Your browser doesn’t support some features used in this app. Please upgrade to Firefox or Chrome for a better experience.

Just wow. Not only does it require JS, but it requires reducing the security slider and enabling fairly unsafe features. I have to jump in on the bandwaggon now. This is just sad.

To all those saying JavaScript is not a big deal and blah blah, realize that the issue isn’t just exploitation. Fingerprinting can be done with 100% or near-100% accuracy, uniquely identifying your system regardless of what OS you booted into or what browser you are using, and those fingerprinting methods require JavaScript. Ex. WebGL fingerprinting, audiocontext fingerprinting.
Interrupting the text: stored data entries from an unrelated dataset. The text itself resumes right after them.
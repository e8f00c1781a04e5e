use tracing::{info, trace};

use crate::{
    analyze::{Error, ErrorKind, instr::InstructionKind, parse::Parser},
    symbols::{self, SymbolTable},
    synthesize::{
        Emitted, Encode, Program,
        code::{AInstruction, CInstruction},
    },
};

/// First pass: binds every label to the program counter of the instruction following it.
///
/// Returns the number of real instructions in the source.
pub fn define_labels(source: &str, symbols: &mut SymbolTable) -> Result<usize, Error> {
    let mut parser = Parser::new(source);

    while parser.has_more() {
        parser.advance()?;

        let Some(instr) = parser.current() else {
            continue;
        };

        if let InstructionKind::Label { name } = &instr.kind {
            let address = symbols::address(instr.pc)
                .ok_or_else(|| instr.error(ErrorKind::AddressOutOfRange(instr.pc.to_string())))?;

            symbols.try_define_label(name, address);
        }
    }

    Ok(parser.program_counter())
}

/// Second pass: resolves operands, allocating variables in order of first use, and encodes every
/// real instruction.
pub fn generate(source: &str, symbols: &mut SymbolTable) -> Result<Program, Error> {
    let mut program = Program::new();

    for instr in Parser::new(source) {
        let instr = instr?;

        let word = match &instr.kind {
            InstructionKind::Address { operand } => {
                let address = symbols.resolve(operand).map_err(|kind| instr.error(kind))?;
                AInstruction { address }.encode()
            }
            InstructionKind::Compute { dest, comp, jump } => CInstruction::parse(dest, comp, jump)
                .map_err(|kind| instr.error(kind))?
                .encode(),
            InstructionKind::Label { .. } => continue,
        };

        trace!(pc = instr.pc, instr = %instr.kind, %word, "emit");

        program.push(Emitted {
            word,
            pc: instr.pc,
            line: instr.line,
            text: instr.text,
        });
    }

    program.labels = symbols.labels();
    program.variables = symbols.variables();

    info!(
        instructions = program.len(),
        labels = program.labels,
        variables = program.variables,
        "assembled"
    );

    Ok(program)
}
nanashi December 19, 2017 1:38 AM

Well I went through the planner. To anyone who wants to do it but (justifiably) don’t want to enable JavaScript, I can tell you it’s really not worth it. This may just be my own biases as someone who prefers to draw up an attack tree or at least think through a threat model, but even for the layperson, it seems quite limited. I mean it doesn’t do much other than link you to things like the EFF’s classic surveillance self-defense page, whereas I was expecting something that gave basic threat modeling assistance.

It seems far more effort has been put into making this site look all hip and mobile, with lots of AJAX and flashy smooth animations that slow almost to a halt when JIT is disabled, than has been put into making it actually useful Maybe it’s good for someone who is constantly on their mobile phone 24/7 and doesn’t even know what a proxy is, much less what Tor and OPSEC are, but I doubt it’d be of any relevance to anyone for whom the name “Schneier” even rings a bell.

Anonymous2c December 20, 2017 7:08 PM


By JIT do you mean just-in-time (JIT) compilation?

How about downloading Tor Browser Bundle, TBB, and use TBB with or without Tor?